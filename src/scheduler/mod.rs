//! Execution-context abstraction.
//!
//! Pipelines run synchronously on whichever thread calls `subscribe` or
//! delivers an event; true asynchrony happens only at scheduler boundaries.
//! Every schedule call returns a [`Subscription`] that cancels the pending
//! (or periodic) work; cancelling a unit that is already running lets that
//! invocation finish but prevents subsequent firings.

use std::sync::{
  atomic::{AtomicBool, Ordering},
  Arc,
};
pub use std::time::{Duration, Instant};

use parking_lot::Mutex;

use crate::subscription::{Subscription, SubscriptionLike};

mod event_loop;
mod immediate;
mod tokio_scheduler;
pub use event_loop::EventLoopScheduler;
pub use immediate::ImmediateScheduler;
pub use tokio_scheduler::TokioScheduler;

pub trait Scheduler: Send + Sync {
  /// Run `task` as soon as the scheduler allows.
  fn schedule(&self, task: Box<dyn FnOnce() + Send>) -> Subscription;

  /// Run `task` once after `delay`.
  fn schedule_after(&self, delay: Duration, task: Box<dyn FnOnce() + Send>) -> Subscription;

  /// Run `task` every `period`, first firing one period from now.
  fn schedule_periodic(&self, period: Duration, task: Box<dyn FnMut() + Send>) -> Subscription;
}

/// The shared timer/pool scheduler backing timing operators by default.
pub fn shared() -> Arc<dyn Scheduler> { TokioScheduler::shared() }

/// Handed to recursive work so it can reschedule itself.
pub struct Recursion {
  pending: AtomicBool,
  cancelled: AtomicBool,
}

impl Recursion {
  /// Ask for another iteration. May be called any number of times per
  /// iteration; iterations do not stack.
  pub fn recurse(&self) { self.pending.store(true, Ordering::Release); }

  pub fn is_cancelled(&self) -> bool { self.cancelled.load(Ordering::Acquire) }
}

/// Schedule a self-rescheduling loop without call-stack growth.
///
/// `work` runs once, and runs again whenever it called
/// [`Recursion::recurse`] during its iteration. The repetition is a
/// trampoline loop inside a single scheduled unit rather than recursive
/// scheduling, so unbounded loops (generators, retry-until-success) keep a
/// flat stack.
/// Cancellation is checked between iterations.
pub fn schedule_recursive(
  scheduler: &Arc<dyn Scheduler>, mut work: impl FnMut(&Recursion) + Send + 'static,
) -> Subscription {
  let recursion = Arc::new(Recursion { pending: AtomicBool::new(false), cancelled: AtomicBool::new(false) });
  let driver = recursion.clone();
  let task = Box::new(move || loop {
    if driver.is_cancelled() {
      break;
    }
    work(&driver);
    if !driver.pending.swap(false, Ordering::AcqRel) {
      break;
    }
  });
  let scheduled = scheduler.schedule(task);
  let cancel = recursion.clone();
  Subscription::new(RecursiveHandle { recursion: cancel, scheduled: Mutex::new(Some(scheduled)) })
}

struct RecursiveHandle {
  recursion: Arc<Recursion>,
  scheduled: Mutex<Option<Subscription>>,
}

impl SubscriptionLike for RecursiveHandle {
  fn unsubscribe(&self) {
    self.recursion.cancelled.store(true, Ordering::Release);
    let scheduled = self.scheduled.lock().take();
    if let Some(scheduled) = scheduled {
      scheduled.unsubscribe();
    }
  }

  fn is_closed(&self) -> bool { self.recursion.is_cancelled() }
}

_Assignment_
Nothing but the lines from the start of the data through the line holding "at scheduler boundaries." should be restated, and each one exactly.

_Task solution_
filename src/scheduler/mod.rs
//! Execution-context abstraction.
//!
//! Pipelines run synchronously on whichever thread calls `subscribe` or
//! delivers an event; true asynchrony happens only at scheduler boundaries.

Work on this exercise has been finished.